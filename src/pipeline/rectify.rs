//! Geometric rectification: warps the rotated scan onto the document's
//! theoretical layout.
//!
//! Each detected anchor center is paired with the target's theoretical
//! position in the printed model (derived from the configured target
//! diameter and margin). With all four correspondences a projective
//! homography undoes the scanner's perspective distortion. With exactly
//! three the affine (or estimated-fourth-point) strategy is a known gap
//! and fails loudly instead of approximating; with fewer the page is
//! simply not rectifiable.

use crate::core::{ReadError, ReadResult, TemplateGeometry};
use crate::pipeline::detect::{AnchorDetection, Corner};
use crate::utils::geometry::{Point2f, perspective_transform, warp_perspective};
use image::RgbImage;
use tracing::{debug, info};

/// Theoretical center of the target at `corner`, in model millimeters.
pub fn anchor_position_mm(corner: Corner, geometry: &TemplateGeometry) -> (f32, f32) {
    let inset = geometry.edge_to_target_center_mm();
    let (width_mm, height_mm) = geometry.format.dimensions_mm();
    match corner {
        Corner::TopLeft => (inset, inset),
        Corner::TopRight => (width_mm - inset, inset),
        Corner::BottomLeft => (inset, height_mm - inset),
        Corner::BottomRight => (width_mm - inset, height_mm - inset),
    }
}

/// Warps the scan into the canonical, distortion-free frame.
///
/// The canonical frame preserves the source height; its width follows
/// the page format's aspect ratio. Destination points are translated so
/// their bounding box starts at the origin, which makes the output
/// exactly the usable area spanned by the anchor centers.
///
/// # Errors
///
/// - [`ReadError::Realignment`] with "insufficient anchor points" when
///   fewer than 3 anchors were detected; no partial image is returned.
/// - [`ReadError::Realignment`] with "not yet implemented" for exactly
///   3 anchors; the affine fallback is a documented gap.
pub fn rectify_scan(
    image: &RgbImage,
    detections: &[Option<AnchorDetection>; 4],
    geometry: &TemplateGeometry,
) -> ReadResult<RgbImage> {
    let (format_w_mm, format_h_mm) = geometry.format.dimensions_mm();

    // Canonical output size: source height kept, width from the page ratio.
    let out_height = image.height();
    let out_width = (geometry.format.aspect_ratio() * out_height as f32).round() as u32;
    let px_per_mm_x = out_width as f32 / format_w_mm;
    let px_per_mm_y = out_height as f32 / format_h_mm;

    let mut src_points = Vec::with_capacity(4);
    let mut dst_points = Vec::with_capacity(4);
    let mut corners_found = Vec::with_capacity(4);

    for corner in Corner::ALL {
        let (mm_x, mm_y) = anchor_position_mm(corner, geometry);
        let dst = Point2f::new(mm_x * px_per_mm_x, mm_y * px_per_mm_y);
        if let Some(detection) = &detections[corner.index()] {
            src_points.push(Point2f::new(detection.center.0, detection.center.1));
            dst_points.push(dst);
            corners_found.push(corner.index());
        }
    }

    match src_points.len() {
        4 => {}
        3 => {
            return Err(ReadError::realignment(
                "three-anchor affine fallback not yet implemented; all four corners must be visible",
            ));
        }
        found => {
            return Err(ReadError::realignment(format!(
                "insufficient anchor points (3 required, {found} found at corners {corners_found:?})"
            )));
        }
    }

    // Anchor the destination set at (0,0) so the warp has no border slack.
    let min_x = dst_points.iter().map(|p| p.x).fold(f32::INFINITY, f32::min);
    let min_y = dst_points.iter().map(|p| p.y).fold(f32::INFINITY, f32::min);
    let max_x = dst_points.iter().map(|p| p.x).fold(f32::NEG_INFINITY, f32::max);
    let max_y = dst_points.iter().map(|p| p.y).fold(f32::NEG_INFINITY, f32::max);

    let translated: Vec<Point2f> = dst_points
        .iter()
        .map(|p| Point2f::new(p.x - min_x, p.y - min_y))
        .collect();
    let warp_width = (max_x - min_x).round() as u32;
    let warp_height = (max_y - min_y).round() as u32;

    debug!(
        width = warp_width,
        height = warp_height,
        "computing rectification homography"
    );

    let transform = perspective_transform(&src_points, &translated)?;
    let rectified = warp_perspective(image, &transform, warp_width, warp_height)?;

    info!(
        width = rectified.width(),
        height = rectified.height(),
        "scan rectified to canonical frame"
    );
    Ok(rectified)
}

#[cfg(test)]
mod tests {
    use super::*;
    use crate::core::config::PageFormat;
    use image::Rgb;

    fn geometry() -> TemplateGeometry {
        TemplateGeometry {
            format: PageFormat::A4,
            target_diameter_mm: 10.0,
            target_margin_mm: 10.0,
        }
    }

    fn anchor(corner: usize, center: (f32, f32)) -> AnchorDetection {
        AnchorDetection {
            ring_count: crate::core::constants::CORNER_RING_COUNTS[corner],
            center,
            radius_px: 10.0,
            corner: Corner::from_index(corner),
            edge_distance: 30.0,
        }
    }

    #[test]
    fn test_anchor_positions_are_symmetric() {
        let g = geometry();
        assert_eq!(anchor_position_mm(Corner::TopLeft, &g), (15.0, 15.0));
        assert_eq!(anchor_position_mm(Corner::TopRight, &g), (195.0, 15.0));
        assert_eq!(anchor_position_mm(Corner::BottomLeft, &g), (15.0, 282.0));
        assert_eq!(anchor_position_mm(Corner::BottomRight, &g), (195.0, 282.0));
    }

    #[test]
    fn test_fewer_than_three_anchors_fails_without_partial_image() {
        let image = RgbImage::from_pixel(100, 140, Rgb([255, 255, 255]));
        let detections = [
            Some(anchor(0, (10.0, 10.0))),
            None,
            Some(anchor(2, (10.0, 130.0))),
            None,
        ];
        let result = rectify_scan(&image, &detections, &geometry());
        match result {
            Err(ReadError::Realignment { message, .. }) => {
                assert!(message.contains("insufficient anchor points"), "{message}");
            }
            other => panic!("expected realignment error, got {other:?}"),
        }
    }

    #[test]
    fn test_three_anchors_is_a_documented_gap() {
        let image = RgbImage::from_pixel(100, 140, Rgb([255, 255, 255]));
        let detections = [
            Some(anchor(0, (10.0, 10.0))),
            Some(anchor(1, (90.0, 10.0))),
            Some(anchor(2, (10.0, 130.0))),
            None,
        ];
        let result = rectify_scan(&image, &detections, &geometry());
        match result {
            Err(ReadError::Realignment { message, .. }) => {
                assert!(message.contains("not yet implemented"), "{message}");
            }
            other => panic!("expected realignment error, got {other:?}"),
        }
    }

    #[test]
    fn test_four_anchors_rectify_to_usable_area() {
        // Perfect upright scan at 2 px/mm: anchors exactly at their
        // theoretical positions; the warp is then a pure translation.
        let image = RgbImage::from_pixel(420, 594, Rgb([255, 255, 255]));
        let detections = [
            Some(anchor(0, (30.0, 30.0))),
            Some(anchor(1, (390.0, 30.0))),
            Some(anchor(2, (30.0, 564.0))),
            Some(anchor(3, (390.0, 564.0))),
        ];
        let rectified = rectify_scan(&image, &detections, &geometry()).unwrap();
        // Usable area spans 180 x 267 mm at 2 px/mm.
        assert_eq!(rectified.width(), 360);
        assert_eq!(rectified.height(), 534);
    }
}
━━━━━━━━━━━━━━━━
» **Work item**
A verbatim copy of every entry is needed.

» **Written reply**
filename src/pipeline/rectify.rs
//! Geometric rectification: warps the rotated scan onto the document's
//! theoretical layout.
//!
//! Each detected anchor center is paired with the target's theoretical
//! position in the printed model (derived from the configured target
//! diameter and margin). With all four correspondences a projective
//! homography undoes the scanner's perspective distortion. With exactly
//! three the affine (or estimated-fourth-point) strategy is a known gap
//! and fails loudly instead of approximating; with fewer the page is
//! simply not rectifiable.

use crate::core::{ReadError, ReadResult, TemplateGeometry};
use crate::pipeline::detect::{AnchorDetection, Corner};
use crate::utils::geometry::{Point2f, perspective_transform, warp_perspective};
use image::RgbImage;
use tracing::{debug, info};

/// Theoretical center of the target at `corner`, in model millimeters.
pub fn anchor_position_mm(corner: Corner, geometry: &TemplateGeometry) -> (f32, f32) {
    let inset = geometry.edge_to_target_center_mm();
    let (width_mm, height_mm) = geometry.format.dimensions_mm();
    match corner {
        Corner::TopLeft => (inset, inset),
        Corner::TopRight => (width_mm - inset, inset),
        Corner::BottomLeft => (inset, height_mm - inset),
        Corner::BottomRight => (width_mm - inset, height_mm - inset),
    }
}

/// Warps the scan into the canonical, distortion-free frame.
///
/// The canonical frame preserves the source height; its width follows
/// the page format's aspect ratio. Destination points are translated so
/// their bounding box starts at the origin, which makes the output
/// exactly the usable area spanned by the anchor centers.
///
/// # Errors
///
/// - [`ReadError::Realignment`] with "insufficient anchor points" when
///   fewer than 3 anchors were detected; no partial image is returned.
/// - [`ReadError::Realignment`] with "not yet implemented" for exactly
///   3 anchors; the affine fallback is a documented gap.
pub fn rectify_scan(
    image: &RgbImage,
    detections: &[Option<AnchorDetection>; 4],
    geometry: &TemplateGeometry,
) -> ReadResult<RgbImage> {
    let (format_w_mm, format_h_mm) = geometry.format.dimensions_mm();

    // Canonical output size: source height kept, width from the page ratio.
    let out_height = image.height();
    let out_width = (geometry.format.aspect_ratio() * out_height as f32).round() as u32;
    let px_per_mm_x = out_width as f32 / format_w_mm;
    let px_per_mm_y = out_height as f32 / format_h_mm;

    let mut src_points = Vec::with_capacity(4);
    let mut dst_points = Vec::with_capacity(4);
    let mut corners_found = Vec::with_capacity(4);

    for corner in Corner::ALL {
        let (mm_x, mm_y) = anchor_position_mm(corner, geometry);
        let dst = Point2f::new(mm_x * px_per_mm_x, mm_y * px_per_mm_y);
        if let Some(detection) = &detections[corner.index()] {
            src_points.push(Point2f::new(detection.center.0, detection.center.1));
            dst_points.push(dst);
            corners_found.push(corner.index());
        }
    }

    match src_points.len() {
        4 => {}
        3 => {
            return Err(ReadError::realignment(
                "three-anchor affine fallback not yet implemented; all four corners must be visible",
            ));
        }
        found => {
            return Err(ReadError::realignment(format!(
                "insufficient anchor points (3 required, {found} found at corners {corners_found:?})"
            )));
        }
    }

    // Anchor the destination set at (0,0) so the warp has no border slack.
    let min_x = dst_points.iter().map(|p| p.x).fold(f32::INFINITY, f32::min);
    let min_y = dst_points.iter().map(|p| p.y).fold(f32::INFINITY, f32::min);
    let max_x = dst_points.iter().map(|p| p.x).fold(f32::NEG_INFINITY, f32::max);
    let max_y = dst_points.iter().map(|p| p.y).fold(f32::NEG_INFINITY, f32::max);

    let translated: Vec<Point2f> = dst_points
        .iter()
        .map(|p| Point2f::new(p.x - min_x, p.y - min_y))
        .collect();
    let warp_width = (max_x - min_x).round() as u32;
    let warp_height = (max_y - min_y).round() as u32;

    debug!(
        width = warp_width,
        height = warp_height,
        "computing rectification homography"
    );

    let transform = perspective_transform(&src_points, &translated)?;
    let rectified = warp_perspective(image, &transform, warp_width, warp_height)?;

    info!(
        width = rectified.width(),
        height = rectified.height(),
        "scan rectified to canonical frame"
    );
    Ok(rectified)
}

#[cfg(test)]
mod tests {
    use super::*;
    use crate::core::config::PageFormat;
    use image::Rgb;

    fn geometry() -> TemplateGeometry {
        TemplateGeometry {
            format: PageFormat::A4,
            target_diameter_mm: 10.0,
            target_margin_mm: 10.0,
        }
    }

    fn anchor(corner: usize, center: (f32, f32)) -> AnchorDetection {
        AnchorDetection {
            ring_count: crate::core::constants::CORNER_RING_COUNTS[corner],
            center,
            radius_px: 10.0,
            corner: Corner::from_index(corner),
            edge_distance: 30.0,
        }
    }

    #[test]
    fn test_anchor_positions_are_symmetric() {
        let g = geometry();
        assert_eq!(anchor_position_mm(Corner::TopLeft, &g), (15.0, 15.0));
        assert_eq!(anchor_position_mm(Corner::TopRight, &g), (195.0, 15.0));
        assert_eq!(anchor_position_mm(Corner::BottomLeft, &g), (15.0, 282.0));
        assert_eq!(anchor_position_mm(Corner::BottomRight, &g), (195.0, 282.0));
    }

    #[test]
    fn test_fewer_than_three_anchors_fails_without_partial_image() {
        let image = RgbImage::from_pixel(100, 140, Rgb([255, 255, 255]));
        let detections = [
            Some(anchor(0, (10.0, 10.0))),
            None,
            Some(anchor(2, (10.0, 130.0))),
            None,
        ];
        let result = rectify_scan(&image, &detections, &geometry());
        match result {
            Err(ReadError::Realignment { message, .. }) => {
                assert!(message.contains("insufficient anchor points"), "{message}");
            }
            other => panic!("expected realignment error, got {other:?}"),
        }
    }

    #[test]
    fn test_three_anchors_is_a_documented_gap() {
        let image = RgbImage::from_pixel(100, 140, Rgb([255, 255, 255]));
        let detections = [
            Some(anchor(0, (10.0, 10.0))),
            Some(anchor(1, (90.0, 10.0))),
            Some(anchor(2, (10.0, 130.0))),
            None,
        ];
        let result = rectify_scan(&image, &detections, &geometry());
        match result {
            Err(ReadError::Realignment { message, .. }) => {
                assert!(message.contains("not yet implemented"), "{message}");
            }
            other => panic!("expected realignment error, got {other:?}"),
        }
    }

    #[test]
    fn test_four_anchors_rectify_to_usable_area() {
        // Perfect upright scan at 2 px/mm: anchors exactly at their
        // theoretical positions; the warp is then a pure translation.
        let image = RgbImage::from_pixel(420, 594, Rgb([255, 255, 255]));
        let detections = [
            Some(anchor(0, (30.0, 30.0))),
            Some(anchor(1, (390.0, 30.0))),
            Some(anchor(2, (30.0, 564.0))),
            Some(anchor(3, (390.0, 564.0))),
        ];
        let rectified = rectify_scan(&image, &detections, &geometry()).unwrap();
        // Usable area spans 180 x 267 mm at 2 px/mm.
        assert_eq!(rectified.width(), 360);
        assert_eq!(rectified.height(), 534);
    }
}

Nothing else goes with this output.